The first shipped agent of this type is the **Realtime Co-Agent** (seeded in `metadata/agents/`): a generic companion that acts as the live voice *for any* target MJ agent. The target is a runtime parameter — agents gain voice by configuration, never by being rewritten. Which co-agent voices a given target resolves through a metadata chain at session start: runtime `coAgentId` parameter → `AIAgent.DefaultCoAgentID` → `AIAgentType.DefaultCoAgentID` → the seeded global `Realtime Co-Agent`.
Key pieces in this package:
- **`RealtimeAgentType`** (`src/agent-types/realtime-agent-type.ts`) — the registered agent type (`@RegisterClass(BaseAgentType, "RealtimeAgentType")`).
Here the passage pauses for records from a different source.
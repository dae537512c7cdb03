//! Fiscal calendar generation for July-June years.

use chrono::{Datelike, NaiveDate};

use super::error::FiscalError;
use super::types::PeriodSpec;

/// Number of monthly periods in a fiscal year.
pub const PERIODS_PER_YEAR: i16 = 12;

/// Earliest starting calendar year a fiscal year may use.
pub const MIN_FISCAL_YEAR: i32 = 1900;

/// Latest starting calendar year a fiscal year may use.
pub const MAX_FISCAL_YEAR: i32 = 9999;

/// Returns the (start, end) boundaries of a fiscal year.
///
/// Fiscal year N spans July 1 of N through June 30 of N+1. The year is
/// range-checked first, so the date constructions below cannot fail;
/// `expect` documents that invariant.
///
/// # Errors
///
/// Returns `YearOutOfRange` when `year` falls outside
/// `MIN_FISCAL_YEAR..=MAX_FISCAL_YEAR`.
pub fn fiscal_year_bounds(year: i32) -> Result<(NaiveDate, NaiveDate), FiscalError> {
    if !(MIN_FISCAL_YEAR..=MAX_FISCAL_YEAR).contains(&year) {
        return Err(FiscalError::YearOutOfRange { year });
    }
    let start = NaiveDate::from_ymd_opt(year, 7, 1).expect("July 1 of an in-range year is valid");
    let end =
        NaiveDate::from_ymd_opt(year + 1, 6, 30).expect("June 30 of an in-range year is valid");
    Ok((start, end))
}

/// Validates that the supplied dates are exactly the July 1 / June 30
/// boundaries for the given fiscal year.
///
/// # Errors
///
/// Returns `YearOutOfRange` when the year is outside the supported range,
/// and `InvalidStartDate` or `InvalidEndDate` when a boundary does not
/// match. A matching pair always satisfies `start < end`, so no separate
/// ordering check is needed.
pub fn validate_year_boundaries(
    year: i32,
    start_date: NaiveDate,
    end_date: NaiveDate,
) -> Result<(), FiscalError> {
    let (expected_start, expected_end) = fiscal_year_bounds(year)?;

    if start_date != expected_start {
        return Err(FiscalError::InvalidStartDate {
            year,
            expected: expected_start,
            actual: start_date,
        });
    }

    if end_date != expected_end {
        return Err(FiscalError::InvalidEndDate {
            year,
            expected: expected_end,
            actual: end_date,
        });
    }

    Ok(())
}

/// Generates the 12 monthly periods of a fiscal year.
///
/// Period 1 is July of `year`, period 12 is June of `year + 1`. Each period
/// spans the first through last calendar day of its month and is named
/// `"<MonthName> <calendarYear>"`.
///
/// # Errors
///
/// Returns `YearOutOfRange` when the year is outside the supported range.
pub fn generate_monthly_periods(year: i32) -> Result<Vec<PeriodSpec>, FiscalError> {
    let (start_date, _) = fiscal_year_bounds(year)?;
    let mut periods = Vec::with_capacity(PERIODS_PER_YEAR as usize);
    let mut current = start_date;

    for period_number in 1..=PERIODS_PER_YEAR {
        let end = last_day_of_month(current.year(), current.month());
        let name = format!("{} {}", month_name(current.month()), current.year());

        periods.push(PeriodSpec {
            period_number,
            name,
            start_date: current,
            end_date: end,
        });

        current = first_day_of_next_month(current);
    }

    Ok(periods)
}

/// Returns the first day of the month after the given date's month.
fn first_day_of_next_month(date: NaiveDate) -> NaiveDate {
    let (year, month) = if date.month() == 12 {
        (date.year() + 1, 1)
    } else {
        (date.year(), date.month() + 1)
    };
    NaiveDate::from_ymd_opt(year, month, 1).expect("first of month is always valid")
}

/// Returns the last day of a month.
fn last_day_of_month(year: i32, month: u32) -> NaiveDate {
    let next_month = if month == 12 {
        NaiveDate::from_ymd_opt(year + 1, 1, 1)
    } else {
        NaiveDate::from_ymd_opt(year, month + 1, 1)
    };

    next_month
        .expect("first of month is always valid")
        .pred_opt()
        .expect("day before a first-of-month always exists")
}

/// Returns month name.
fn month_name(month: u32) -> &'static str {
    match month {
        1 => "January",
        2 => "February",
        3 => "March",
        4 => "April",
        5 => "May",
        6 => "June",
        7 => "July",
        8 => "August",
        9 => "September",
        10 => "October",
        11 => "November",
        12 => "December",
        _ => "Unknown",
    }
}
Its `IsSessionDriven` getter makes `BaseAgent.ExecuteAgent` branch into `executeRealtimeSession()` instead of the loop; the loop-oriented abstract methods are implemented defensively and should never be reached.
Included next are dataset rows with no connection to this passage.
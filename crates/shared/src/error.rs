//! Application-wide error types.
//!
//! Component crates define their own precise error enums; `AppError` is the
//! cross-cutting vocabulary the transport collaborator maps onto status
//! codes. The kinds mirror what the domain can actually raise: missing
//! entities, duplicates, malformed input, illegal state, and out-of-order
//! period transitions.

use thiserror::Error;

/// Result type alias using `AppError`.
pub type AppResult<T> = Result<T, AppError>;

/// Application error types.
#[derive(Debug, Error)]
pub enum AppError {
    /// Resource not found.
    #[error("Not found: {0}")]
    NotFound(String),

    /// Conflict (e.g., duplicate fiscal year or cost center code).
    #[error("Conflict: {0}")]
    Conflict(String),

    /// Malformed or rejected input (bad dates, self-parenting, cycles).
    #[error("Invalid input: {0}")]
    InvalidInput(String),

    /// Operation not valid for the entity's current state.
    #[error("Invalid state: {0}")]
    InvalidState(String),

    /// Fiscal periods must close in order and reopen in reverse order.
    #[error("Sequence violation: {0}")]
    SequenceViolation(String),

    /// Database error.
    #[error("Database error: {0}")]
    Database(String),

    /// Internal error.
    #[error("Internal error: {0}")]
    Internal(String),
}

impl AppError {
    /// Returns the HTTP status code for this error.
    #[must_use]
    pub const fn status_code(&self) -> u16 {
        match self {
            Self::NotFound(_) => 404,
            Self::InvalidInput(_) => 400,
            Self::Conflict(_) => 409,
            Self::InvalidState(_) | Self::SequenceViolation(_) => 422,
            Self::Database(_) | Self::Internal(_) => 500,
        }
    }

    /// Returns the error code for API responses.
    #[must_use]
    pub const fn error_code(&self) -> &'static str {
        match self {
            Self::NotFound(_) => "NOT_FOUND",
            Self::Conflict(_) => "CONFLICT",
            Self::InvalidInput(_) => "INVALID_INPUT",
            Self::InvalidState(_) => "INVALID_STATE",
            Self::SequenceViolation(_) => "SEQUENCE_VIOLATION",
            Self::Database(_) => "DATABASE_ERROR",
            Self::Internal(_) => "INTERNAL_ERROR",
        }
    }

    /// Returns true if this error is caller-recoverable.
    ///
    /// Everything except database/internal failures can be corrected by the
    /// caller changing the request.
    #[must_use]
    pub const fn is_recoverable(&self) -> bool {
        !matches!(self, Self::Database(_) | Self::Internal(_))
    }
}

#[cfg(test)]
#[path = "error_tests.rs"]
mod tests;
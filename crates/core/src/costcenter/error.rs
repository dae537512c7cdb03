//! Hierarchy error types.

use hesab_shared::types::CostCenterId;
use thiserror::Error;

/// Errors that can occur during hierarchy validation and traversal.
#[derive(Debug, Error)]
pub enum HierarchyError {
    /// Cost center not found in the loaded node set.
    #[error("Cost center not found: {0}")]
    NodeNotFound(CostCenterId),

    /// A node cannot be its own parent.
    #[error("Cost center cannot be its own parent")]
    SelfParent,

    /// The proposed parent is a descendant of the node being updated.
    #[error("Circular reference: {parent} is a descendant of {node}")]
    CircularReference {
        /// The node whose parent was being changed.
        node: CostCenterId,
        /// The proposed parent.
        parent: CostCenterId,
    },

    /// A parent chain exceeded the depth bound or revisited a node.
    ///
    /// Treated as evidence of a preexisting cycle in stored data; the walk
    /// aborts instead of looping.
    #[error("Corrupt hierarchy detected while walking from {0}")]
    CorruptHierarchy(CostCenterId),
}

impl HierarchyError {
    /// Returns the error code for API responses.
    #[must_use]
    pub const fn error_code(&self) -> &'static str {
        match self {
            Self::NodeNotFound(_) => "COST_CENTER_NOT_FOUND",
            Self::SelfParent => "SELF_PARENT",
            Self::CircularReference { .. } => "CIRCULAR_REFERENCE",
            Self::CorruptHierarchy(_) => "CORRUPT_HIERARCHY",
        }
    }
}

#[cfg(test)]
mod tests {
    use super::*;

    #[test]
    fn test_error_codes() {
        let id = CostCenterId::new();
        assert_eq!(HierarchyError::SelfParent.error_code(), "SELF_PARENT");
        assert_eq!(
            HierarchyError::NodeNotFound(id).error_code(),
            "COST_CENTER_NOT_FOUND"
        );
        assert_eq!(
            HierarchyError::CircularReference {
                node: id,
                parent: CostCenterId::new()
            }
            .error_code(),
            "CIRCULAR_REFERENCE"
        );
    }
}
- **`RealtimeSessionRunner`** (`src/realtime/realtime-session-runner.ts`) — dependency-injected orchestrator for the **server-bridged** topology: opens the `IRealtimeSession`, registers the stable tool set, persists transcript turns, checkpoints usage onto the single long-lived `AIPromptRun` on a debounced cadence (crash-safe — a janitor close finalizes from the last-persisted values), and aborts an in-flight delegated run on barge-in. It also **narrates** delegated work itself: each significant progress event is fed to the session's optional `SendContextNote`, and a built-in pacing engine (first spoken update ~5 s into a burst, ≥8 s session-global spacing, deduped multi-message digests, cancellation on completion/barge-in) drives `RequestSpokenUpdate` — both feature-detected, since providers may omit either capability. Fully unit-testable against a mock realtime model.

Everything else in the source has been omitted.